— Recorded information —
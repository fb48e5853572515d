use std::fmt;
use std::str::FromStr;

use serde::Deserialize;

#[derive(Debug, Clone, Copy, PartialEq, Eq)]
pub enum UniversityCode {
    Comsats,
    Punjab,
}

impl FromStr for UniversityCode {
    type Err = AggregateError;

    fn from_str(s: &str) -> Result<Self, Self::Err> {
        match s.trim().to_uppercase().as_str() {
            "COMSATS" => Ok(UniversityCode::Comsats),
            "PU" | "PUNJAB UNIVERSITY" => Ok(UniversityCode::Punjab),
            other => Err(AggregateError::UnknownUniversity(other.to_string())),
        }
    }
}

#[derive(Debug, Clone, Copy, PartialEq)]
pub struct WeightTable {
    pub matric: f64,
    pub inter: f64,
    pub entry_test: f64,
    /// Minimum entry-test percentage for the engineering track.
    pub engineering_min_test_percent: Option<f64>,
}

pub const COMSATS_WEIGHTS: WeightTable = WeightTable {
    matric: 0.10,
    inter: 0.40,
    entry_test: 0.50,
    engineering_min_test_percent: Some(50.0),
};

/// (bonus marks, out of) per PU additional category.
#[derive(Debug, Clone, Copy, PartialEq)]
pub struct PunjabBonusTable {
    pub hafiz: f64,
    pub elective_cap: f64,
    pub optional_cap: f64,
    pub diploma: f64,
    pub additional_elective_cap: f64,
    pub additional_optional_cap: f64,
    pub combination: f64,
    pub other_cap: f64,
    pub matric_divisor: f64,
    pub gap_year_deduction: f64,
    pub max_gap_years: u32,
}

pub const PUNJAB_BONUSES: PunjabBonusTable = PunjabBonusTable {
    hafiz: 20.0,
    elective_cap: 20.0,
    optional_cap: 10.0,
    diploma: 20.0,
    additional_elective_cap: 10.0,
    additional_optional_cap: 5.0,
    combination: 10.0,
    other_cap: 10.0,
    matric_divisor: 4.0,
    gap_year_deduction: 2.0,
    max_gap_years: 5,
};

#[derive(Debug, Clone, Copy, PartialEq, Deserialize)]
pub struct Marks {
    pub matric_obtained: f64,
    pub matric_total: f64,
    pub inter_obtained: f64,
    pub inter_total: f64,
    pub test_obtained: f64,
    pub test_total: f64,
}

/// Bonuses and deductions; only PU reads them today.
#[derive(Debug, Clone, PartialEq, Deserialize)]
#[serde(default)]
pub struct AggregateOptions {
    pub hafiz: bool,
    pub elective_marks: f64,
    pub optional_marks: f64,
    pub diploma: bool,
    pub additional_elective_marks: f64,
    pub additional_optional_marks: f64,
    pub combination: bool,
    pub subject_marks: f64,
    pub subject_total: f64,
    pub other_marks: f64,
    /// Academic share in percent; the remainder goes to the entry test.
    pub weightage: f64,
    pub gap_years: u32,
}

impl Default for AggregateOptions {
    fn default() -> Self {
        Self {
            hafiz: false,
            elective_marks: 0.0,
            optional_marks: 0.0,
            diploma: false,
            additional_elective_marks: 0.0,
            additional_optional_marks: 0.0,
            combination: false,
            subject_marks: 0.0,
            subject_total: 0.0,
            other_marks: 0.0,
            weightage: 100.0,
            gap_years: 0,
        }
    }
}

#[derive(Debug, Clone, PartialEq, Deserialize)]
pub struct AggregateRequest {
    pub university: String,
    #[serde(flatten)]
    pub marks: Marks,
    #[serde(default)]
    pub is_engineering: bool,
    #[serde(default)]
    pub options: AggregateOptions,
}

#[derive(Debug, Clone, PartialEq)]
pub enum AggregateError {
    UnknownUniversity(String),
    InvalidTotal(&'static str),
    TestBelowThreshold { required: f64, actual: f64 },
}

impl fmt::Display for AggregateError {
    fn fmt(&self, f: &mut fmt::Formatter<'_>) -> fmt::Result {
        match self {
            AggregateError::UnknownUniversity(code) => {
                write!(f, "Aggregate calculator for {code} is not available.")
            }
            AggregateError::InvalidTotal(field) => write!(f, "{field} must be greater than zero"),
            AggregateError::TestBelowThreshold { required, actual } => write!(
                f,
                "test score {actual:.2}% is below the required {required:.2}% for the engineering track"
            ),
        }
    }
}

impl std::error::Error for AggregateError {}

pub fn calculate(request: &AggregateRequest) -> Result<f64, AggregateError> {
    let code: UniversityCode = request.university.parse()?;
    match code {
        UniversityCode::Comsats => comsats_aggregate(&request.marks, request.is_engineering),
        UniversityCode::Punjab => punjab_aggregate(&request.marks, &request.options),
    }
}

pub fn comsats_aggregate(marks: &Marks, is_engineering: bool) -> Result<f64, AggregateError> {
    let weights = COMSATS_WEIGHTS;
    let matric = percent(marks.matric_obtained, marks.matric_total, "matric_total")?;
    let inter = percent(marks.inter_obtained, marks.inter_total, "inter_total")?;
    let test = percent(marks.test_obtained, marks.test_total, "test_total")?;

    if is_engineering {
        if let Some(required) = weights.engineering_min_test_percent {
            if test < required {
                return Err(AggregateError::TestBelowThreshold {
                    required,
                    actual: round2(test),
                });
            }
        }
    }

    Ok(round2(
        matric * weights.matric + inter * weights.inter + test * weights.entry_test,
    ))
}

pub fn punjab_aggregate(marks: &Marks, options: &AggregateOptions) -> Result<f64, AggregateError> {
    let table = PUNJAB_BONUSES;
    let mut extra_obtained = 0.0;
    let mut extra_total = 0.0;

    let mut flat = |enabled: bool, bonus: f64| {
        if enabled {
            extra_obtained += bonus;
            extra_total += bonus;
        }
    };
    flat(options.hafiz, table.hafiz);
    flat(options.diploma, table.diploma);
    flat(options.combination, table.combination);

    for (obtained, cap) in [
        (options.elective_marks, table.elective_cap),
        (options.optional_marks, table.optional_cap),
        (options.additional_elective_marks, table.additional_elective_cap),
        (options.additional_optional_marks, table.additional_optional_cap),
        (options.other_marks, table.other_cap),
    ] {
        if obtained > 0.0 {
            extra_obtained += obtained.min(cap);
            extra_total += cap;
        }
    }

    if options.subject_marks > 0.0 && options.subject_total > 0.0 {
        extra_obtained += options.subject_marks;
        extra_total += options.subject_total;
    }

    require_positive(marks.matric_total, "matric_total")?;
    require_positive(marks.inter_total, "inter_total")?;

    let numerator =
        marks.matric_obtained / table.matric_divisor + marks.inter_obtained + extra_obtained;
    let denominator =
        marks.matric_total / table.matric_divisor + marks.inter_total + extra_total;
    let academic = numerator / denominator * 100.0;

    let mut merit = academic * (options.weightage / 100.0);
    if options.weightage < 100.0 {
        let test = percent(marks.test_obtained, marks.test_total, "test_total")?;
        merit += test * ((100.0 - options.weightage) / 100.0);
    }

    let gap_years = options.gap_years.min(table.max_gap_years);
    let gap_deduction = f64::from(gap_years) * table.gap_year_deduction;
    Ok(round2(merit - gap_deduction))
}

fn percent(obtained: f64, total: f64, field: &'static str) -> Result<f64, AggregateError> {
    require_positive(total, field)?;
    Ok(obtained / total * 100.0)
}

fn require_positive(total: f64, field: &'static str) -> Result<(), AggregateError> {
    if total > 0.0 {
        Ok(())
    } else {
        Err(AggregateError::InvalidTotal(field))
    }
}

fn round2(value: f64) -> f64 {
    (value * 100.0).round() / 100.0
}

— To do —
Each line of the data that holds the word "Clone" should be copied.

— Answer box —
#[derive(Debug, Clone, Copy, PartialEq, Eq)]
#[derive(Debug, Clone, Copy, PartialEq)]
#[derive(Debug, Clone, Copy, PartialEq)]
#[derive(Debug, Clone, Copy, PartialEq, Deserialize)]
#[derive(Debug, Clone, PartialEq, Deserialize)]
#[derive(Debug, Clone, PartialEq, Deserialize)]
#[derive(Debug, Clone, PartialEq)]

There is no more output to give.